» **WHAT IS BEING ASKED**:
Give an exact reproduction of all the lines in the listing.

INFORMATION PROVIDED START

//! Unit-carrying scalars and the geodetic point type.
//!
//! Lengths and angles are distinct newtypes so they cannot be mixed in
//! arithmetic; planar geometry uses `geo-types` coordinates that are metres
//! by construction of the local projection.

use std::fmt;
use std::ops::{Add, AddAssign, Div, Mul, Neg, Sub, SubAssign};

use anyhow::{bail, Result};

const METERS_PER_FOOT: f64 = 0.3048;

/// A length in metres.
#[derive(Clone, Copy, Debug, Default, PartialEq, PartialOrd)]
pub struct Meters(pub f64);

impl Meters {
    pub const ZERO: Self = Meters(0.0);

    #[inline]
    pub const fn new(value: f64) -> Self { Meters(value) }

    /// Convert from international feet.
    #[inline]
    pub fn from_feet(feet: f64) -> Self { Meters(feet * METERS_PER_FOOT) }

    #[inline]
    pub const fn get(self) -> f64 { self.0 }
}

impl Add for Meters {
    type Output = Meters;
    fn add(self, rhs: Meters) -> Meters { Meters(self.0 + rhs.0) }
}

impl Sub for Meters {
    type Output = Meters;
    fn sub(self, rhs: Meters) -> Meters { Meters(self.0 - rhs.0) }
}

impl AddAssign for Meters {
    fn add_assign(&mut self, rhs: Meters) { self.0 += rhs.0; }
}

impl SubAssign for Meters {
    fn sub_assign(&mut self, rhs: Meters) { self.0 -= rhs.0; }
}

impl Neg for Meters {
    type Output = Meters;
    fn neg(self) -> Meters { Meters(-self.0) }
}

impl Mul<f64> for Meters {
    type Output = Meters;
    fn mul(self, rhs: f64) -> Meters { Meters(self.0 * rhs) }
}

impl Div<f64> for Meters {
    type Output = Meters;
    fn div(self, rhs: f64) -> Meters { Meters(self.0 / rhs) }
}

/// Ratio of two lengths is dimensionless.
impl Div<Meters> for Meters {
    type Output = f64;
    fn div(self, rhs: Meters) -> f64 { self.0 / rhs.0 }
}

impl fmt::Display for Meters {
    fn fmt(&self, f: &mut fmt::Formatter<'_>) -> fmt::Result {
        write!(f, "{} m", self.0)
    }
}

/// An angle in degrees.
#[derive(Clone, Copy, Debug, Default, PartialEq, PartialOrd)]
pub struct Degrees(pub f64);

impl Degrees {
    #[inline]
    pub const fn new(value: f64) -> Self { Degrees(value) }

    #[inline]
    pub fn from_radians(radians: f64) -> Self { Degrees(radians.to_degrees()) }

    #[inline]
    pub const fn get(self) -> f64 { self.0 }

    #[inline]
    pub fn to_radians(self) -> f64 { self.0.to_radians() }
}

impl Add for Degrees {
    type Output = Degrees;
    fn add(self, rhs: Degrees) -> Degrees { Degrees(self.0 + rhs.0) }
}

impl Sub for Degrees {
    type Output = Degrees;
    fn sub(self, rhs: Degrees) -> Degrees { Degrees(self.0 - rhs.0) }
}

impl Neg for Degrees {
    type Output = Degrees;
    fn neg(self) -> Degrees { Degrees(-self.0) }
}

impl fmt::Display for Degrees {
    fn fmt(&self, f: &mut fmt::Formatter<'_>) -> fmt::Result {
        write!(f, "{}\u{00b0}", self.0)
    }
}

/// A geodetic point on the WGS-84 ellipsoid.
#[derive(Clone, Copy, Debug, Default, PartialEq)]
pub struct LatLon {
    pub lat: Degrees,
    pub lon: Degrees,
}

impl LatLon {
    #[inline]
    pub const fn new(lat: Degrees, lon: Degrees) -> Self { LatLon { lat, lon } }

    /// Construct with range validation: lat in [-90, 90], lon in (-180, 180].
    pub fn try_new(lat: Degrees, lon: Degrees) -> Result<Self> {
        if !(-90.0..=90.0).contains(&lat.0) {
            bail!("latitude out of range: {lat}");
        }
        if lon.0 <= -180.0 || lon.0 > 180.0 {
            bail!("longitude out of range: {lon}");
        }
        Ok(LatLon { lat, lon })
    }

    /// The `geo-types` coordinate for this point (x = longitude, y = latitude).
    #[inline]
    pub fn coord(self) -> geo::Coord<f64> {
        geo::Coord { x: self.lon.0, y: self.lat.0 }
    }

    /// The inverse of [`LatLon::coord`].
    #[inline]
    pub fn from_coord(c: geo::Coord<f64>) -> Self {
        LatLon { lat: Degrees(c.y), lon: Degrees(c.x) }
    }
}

INFORMATION PROVIDED END

» **RESULT**:
//! Unit-carrying scalars and the geodetic point type.
//!
//! Lengths and angles are distinct newtypes so they cannot be mixed in
//! arithmetic; planar geometry uses `geo-types` coordinates that are metres
//! by construction of the local projection.

use std::fmt;
use std::ops::{Add, AddAssign, Div, Mul, Neg, Sub, SubAssign};

use anyhow::{bail, Result};

const METERS_PER_FOOT: f64 = 0.3048;

/// A length in metres.
#[derive(Clone, Copy, Debug, Default, PartialEq, PartialOrd)]
pub struct Meters(pub f64);

impl Meters {
    pub const ZERO: Self = Meters(0.0);

    #[inline]
    pub const fn new(value: f64) -> Self { Meters(value) }

    /// Convert from international feet.
    #[inline]
    pub fn from_feet(feet: f64) -> Self { Meters(feet * METERS_PER_FOOT) }

    #[inline]
    pub const fn get(self) -> f64 { self.0 }
}

impl Add for Meters {
    type Output = Meters;
    fn add(self, rhs: Meters) -> Meters { Meters(self.0 + rhs.0) }
}

impl Sub for Meters {
    type Output = Meters;
    fn sub(self, rhs: Meters) -> Meters { Meters(self.0 - rhs.0) }
}

impl AddAssign for Meters {
    fn add_assign(&mut self, rhs: Meters) { self.0 += rhs.0; }
}

impl SubAssign for Meters {
    fn sub_assign(&mut self, rhs: Meters) { self.0 -= rhs.0; }
}

impl Neg for Meters {
    type Output = Meters;
    fn neg(self) -> Meters { Meters(-self.0) }
}

impl Mul<f64> for Meters {
    type Output = Meters;
    fn mul(self, rhs: f64) -> Meters { Meters(self.0 * rhs) }
}

impl Div<f64> for Meters {
    type Output = Meters;
    fn div(self, rhs: f64) -> Meters { Meters(self.0 / rhs) }
}

/// Ratio of two lengths is dimensionless.
impl Div<Meters> for Meters {
    type Output = f64;
    fn div(self, rhs: Meters) -> f64 { self.0 / rhs.0 }
}

impl fmt::Display for Meters {
    fn fmt(&self, f: &mut fmt::Formatter<'_>) -> fmt::Result {
        write!(f, "{} m", self.0)
    }
}

/// An angle in degrees.
#[derive(Clone, Copy, Debug, Default, PartialEq, PartialOrd)]
pub struct Degrees(pub f64);

impl Degrees {
    #[inline]
    pub const fn new(value: f64) -> Self { Degrees(value) }

    #[inline]
    pub fn from_radians(radians: f64) -> Self { Degrees(radians.to_degrees()) }

    #[inline]
    pub const fn get(self) -> f64 { self.0 }

    #[inline]
    pub fn to_radians(self) -> f64 { self.0.to_radians() }
}

impl Add for Degrees {
    type Output = Degrees;
    fn add(self, rhs: Degrees) -> Degrees { Degrees(self.0 + rhs.0) }
}

impl Sub for Degrees {
    type Output = Degrees;
    fn sub(self, rhs: Degrees) -> Degrees { Degrees(self.0 - rhs.0) }
}

impl Neg for Degrees {
    type Output = Degrees;
    fn neg(self) -> Degrees { Degrees(-self.0) }
}

impl fmt::Display for Degrees {
    fn fmt(&self, f: &mut fmt::Formatter<'_>) -> fmt::Result {
        write!(f, "{}\u{00b0}", self.0)
    }
}

/// A geodetic point on the WGS-84 ellipsoid.
#[derive(Clone, Copy, Debug, Default, PartialEq)]
pub struct LatLon {
    pub lat: Degrees,
    pub lon: Degrees,
}

impl LatLon {
    #[inline]
    pub const fn new(lat: Degrees, lon: Degrees) -> Self { LatLon { lat, lon } }

    /// Construct with range validation: lat in [-90, 90], lon in (-180, 180].
    pub fn try_new(lat: Degrees, lon: Degrees) -> Result<Self> {
        if !(-90.0..=90.0).contains(&lat.0) {
            bail!("latitude out of range: {lat}");
        }
        if lon.0 <= -180.0 || lon.0 > 180.0 {
            bail!("longitude out of range: {lon}");
        }
        Ok(LatLon { lat, lon })
    }

    /// The `geo-types` coordinate for this point (x = longitude, y = latitude).
    #[inline]
    pub fn coord(self) -> geo::Coord<f64> {
        geo::Coord { x: self.lon.0, y: self.lat.0 }
    }

    /// The inverse of [`LatLon::coord`].
    #[inline]
    pub fn from_coord(c: geo::Coord<f64>) -> Self {
        LatLon { lat: Degrees(c.y), lon: Degrees(c.x) }
    }
}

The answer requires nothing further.